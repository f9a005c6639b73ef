use ostinato_core::{
    forwarding_report_handler, notification_channel, report_handler_for, FixedText, Notification,
};
use ostinato_ports::engine::PolyStats;
use ostinato_ports::storage::SessionSettings;
use pretty_assertions::assert_eq;

#[test]
fn fixed_text_truncates_on_char_boundary() {
    let text = FixedText::<4>::new("abé!");
    assert_eq!(text.as_str(), "abé");
    let text = FixedText::<3>::new("abé");
    assert_eq!(text.as_str(), "ab");
}

#[test]
fn full_queue_counts_drops() {
    let (sender, mut receiver) = notification_channel(1);
    assert!(sender.send(Notification::DeviceReset));
    assert!(!sender.send(Notification::ReverbMode(1)));
    assert_eq!(receiver.dropped(), 1);
    assert_eq!(receiver.drain(), vec![Notification::DeviceReset]);
    assert_eq!(receiver.pop(), None);
}

#[test]
fn forwarding_handler_pushes_reports() {
    let (sender, mut receiver) = notification_channel(8);
    let mut handler = forwarding_report_handler(sender);
    handler.lcd_message("Hello from the engine!");
    handler.program_changed(2, 1, "Fantasy");
    handler.poly_state_changed(
        3,
        PolyStats {
            polys: 2,
            non_releasing: 1,
        },
    );
    handler.debug("not forwarded");

    let notifications = receiver.drain();
    assert_eq!(notifications.len(), 3);
    match notifications[0] {
        Notification::LcdMessage(text) => assert_eq!(text.as_str(), "Hello from the engin"),
        other => panic!("unexpected notification {other:?}"),
    }
    match notifications[1] {
        Notification::ProgramChanged { part, bank, patch_name } => {
            assert_eq!((part, bank, patch_name.as_str()), (2, 1, "Fantasy"));
        }
        other => panic!("unexpected notification {other:?}"),
    }
    assert_eq!(
        notifications[2],
        Notification::PolyStateChanged {
            part: 3,
            stats: PolyStats {
                polys: 2,
                non_releasing: 1
            }
        }
    );
}

#[test]
fn settings_decide_whether_reports_are_forwarded() {
    let (_, receiver) = report_handler_for(&SessionSettings::default());
    assert!(receiver.is_some());

    let settings = SessionSettings {
        forward_reports: false,
        ..SessionSettings::default()
    };
    let (mut handler, receiver) = report_handler_for(&settings);
    assert!(receiver.is_none());
    assert!(handler.on_lcd_message.is_none());
    handler.lcd_message("logged only");
}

PROBLEM DESCRIPTION - Copy all lines from the material that include "default".

SOLVED PROBLEM -
    let (_, receiver) = report_handler_for(&SessionSettings::default());
        ..SessionSettings::default()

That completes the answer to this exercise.